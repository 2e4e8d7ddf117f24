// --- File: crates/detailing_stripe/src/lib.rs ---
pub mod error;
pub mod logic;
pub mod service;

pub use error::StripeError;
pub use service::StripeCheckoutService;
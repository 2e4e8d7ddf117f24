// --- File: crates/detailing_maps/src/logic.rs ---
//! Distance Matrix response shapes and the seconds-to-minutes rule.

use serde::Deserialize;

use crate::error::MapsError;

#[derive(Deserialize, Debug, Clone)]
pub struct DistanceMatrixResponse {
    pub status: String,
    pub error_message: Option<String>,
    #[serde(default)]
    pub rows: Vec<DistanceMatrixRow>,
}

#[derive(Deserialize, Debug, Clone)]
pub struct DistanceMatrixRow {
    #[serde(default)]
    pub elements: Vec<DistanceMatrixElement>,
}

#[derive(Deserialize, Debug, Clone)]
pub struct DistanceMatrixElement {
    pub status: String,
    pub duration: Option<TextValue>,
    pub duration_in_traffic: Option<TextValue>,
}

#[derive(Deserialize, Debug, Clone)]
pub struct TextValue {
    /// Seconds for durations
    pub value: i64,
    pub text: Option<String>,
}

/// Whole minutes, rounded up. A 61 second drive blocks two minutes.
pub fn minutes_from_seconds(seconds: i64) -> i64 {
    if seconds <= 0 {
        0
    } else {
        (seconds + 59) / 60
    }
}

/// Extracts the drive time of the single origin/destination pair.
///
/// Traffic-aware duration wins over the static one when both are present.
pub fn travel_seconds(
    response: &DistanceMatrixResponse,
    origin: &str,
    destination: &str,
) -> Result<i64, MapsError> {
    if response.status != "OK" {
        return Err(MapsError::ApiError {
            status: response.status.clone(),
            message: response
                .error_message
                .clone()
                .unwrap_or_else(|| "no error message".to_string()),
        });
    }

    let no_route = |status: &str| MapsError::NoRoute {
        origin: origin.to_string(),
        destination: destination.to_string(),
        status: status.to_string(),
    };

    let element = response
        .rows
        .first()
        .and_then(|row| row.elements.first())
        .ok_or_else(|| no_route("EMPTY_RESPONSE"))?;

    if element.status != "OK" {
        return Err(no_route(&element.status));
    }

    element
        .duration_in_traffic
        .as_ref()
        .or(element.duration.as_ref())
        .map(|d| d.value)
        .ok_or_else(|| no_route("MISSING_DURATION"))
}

****************************************

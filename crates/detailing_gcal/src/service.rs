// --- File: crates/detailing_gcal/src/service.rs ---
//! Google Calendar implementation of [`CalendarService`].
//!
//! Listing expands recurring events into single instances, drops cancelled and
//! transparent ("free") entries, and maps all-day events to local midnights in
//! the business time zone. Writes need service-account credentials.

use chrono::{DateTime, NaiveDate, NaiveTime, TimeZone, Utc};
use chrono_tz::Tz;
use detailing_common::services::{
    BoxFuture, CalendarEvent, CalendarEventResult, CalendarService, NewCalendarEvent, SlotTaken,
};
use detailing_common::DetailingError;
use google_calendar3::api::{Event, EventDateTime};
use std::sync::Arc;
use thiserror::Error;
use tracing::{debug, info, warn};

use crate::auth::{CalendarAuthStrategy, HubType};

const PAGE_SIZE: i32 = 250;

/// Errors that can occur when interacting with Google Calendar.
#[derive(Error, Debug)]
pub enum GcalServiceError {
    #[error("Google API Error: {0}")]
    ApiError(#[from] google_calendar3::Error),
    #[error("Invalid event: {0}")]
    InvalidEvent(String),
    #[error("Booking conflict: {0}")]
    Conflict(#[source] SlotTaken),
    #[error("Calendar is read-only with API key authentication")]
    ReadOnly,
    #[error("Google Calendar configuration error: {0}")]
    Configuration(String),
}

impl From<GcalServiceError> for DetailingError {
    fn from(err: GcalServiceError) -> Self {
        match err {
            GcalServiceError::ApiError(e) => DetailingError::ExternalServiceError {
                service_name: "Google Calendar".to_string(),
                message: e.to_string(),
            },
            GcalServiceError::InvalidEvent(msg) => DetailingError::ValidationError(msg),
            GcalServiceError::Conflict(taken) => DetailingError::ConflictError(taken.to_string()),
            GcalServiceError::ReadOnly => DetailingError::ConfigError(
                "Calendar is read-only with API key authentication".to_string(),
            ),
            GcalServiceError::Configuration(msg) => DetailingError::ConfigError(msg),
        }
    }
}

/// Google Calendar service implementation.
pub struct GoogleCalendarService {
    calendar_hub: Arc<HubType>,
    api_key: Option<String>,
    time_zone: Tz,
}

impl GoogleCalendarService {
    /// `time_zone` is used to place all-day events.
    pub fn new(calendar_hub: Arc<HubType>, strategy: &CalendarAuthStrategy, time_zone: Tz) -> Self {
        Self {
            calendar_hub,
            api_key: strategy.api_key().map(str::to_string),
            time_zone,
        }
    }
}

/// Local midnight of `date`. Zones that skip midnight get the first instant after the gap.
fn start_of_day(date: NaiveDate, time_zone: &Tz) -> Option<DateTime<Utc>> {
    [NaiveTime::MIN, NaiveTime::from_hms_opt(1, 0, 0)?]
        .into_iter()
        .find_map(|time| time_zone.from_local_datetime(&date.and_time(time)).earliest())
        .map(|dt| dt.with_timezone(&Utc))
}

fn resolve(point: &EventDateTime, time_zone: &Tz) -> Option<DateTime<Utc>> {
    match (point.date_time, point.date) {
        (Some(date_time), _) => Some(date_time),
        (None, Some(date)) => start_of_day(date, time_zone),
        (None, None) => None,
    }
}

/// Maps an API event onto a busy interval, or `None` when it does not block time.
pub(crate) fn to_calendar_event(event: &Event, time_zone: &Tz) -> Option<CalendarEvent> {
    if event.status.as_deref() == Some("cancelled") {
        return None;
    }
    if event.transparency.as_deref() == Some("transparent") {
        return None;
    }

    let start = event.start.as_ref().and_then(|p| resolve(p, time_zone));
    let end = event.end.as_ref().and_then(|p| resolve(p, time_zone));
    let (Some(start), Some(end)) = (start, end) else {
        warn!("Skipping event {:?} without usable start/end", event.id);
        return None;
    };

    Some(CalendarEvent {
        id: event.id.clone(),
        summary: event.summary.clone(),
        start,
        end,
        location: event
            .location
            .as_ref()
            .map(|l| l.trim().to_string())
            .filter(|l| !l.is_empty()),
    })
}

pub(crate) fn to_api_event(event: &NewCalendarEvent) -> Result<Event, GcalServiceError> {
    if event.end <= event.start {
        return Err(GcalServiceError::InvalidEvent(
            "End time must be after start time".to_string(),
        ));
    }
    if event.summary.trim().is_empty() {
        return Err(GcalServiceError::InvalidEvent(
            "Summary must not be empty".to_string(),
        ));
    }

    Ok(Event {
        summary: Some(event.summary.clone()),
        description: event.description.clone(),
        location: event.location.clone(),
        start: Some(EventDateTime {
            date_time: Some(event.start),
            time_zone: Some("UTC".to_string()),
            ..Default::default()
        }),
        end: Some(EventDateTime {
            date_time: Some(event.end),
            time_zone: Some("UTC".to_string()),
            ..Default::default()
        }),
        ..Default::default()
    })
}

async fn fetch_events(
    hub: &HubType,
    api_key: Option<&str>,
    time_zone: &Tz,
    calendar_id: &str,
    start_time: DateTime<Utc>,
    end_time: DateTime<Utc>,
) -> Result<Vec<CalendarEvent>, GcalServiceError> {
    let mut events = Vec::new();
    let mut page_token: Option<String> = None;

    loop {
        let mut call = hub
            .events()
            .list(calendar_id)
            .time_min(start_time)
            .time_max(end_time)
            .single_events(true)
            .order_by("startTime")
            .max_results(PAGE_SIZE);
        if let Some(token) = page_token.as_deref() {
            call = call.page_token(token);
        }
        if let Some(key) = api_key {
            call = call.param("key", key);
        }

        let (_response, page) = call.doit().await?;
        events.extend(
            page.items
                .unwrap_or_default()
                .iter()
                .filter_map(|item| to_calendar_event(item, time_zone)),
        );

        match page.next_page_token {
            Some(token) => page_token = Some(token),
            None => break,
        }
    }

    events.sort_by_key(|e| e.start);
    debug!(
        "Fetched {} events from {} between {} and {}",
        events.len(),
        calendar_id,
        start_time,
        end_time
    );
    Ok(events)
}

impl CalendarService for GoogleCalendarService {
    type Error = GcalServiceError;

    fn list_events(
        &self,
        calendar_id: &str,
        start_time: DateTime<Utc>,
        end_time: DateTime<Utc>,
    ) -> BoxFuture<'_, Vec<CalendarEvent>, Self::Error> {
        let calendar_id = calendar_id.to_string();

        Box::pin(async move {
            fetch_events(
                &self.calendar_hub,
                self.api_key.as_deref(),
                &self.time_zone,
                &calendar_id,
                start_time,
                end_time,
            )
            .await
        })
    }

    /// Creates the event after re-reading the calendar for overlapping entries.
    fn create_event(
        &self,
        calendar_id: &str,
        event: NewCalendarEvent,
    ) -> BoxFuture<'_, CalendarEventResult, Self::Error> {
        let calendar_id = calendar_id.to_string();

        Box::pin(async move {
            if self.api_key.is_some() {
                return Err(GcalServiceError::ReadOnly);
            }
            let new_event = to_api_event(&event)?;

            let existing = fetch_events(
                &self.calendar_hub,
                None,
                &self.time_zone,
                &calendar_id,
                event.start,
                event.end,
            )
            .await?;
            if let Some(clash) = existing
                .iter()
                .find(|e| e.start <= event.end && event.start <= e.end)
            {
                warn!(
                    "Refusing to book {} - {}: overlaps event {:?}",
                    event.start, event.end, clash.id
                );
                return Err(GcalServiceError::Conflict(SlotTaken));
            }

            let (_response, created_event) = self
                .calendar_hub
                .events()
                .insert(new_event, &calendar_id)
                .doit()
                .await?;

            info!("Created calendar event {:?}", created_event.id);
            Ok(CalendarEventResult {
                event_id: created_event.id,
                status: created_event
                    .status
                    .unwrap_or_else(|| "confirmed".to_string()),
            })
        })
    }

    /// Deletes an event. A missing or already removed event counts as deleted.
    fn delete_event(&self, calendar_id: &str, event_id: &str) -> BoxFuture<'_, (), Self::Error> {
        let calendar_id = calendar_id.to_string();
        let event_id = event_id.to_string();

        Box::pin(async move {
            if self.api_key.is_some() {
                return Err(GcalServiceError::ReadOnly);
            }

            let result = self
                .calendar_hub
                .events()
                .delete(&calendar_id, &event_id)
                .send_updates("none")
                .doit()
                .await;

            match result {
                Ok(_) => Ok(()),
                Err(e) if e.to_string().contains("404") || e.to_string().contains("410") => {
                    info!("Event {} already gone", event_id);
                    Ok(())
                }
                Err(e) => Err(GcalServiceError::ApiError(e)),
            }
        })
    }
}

****************************************

Task to complete: Check each line of the data above, and please copy the ones in which the string "transparent" occurs.

Written solution:
//! transparent ("free") entries, and maps all-day events to local midnights in
    if event.transparency.as_deref() == Some("transparent") {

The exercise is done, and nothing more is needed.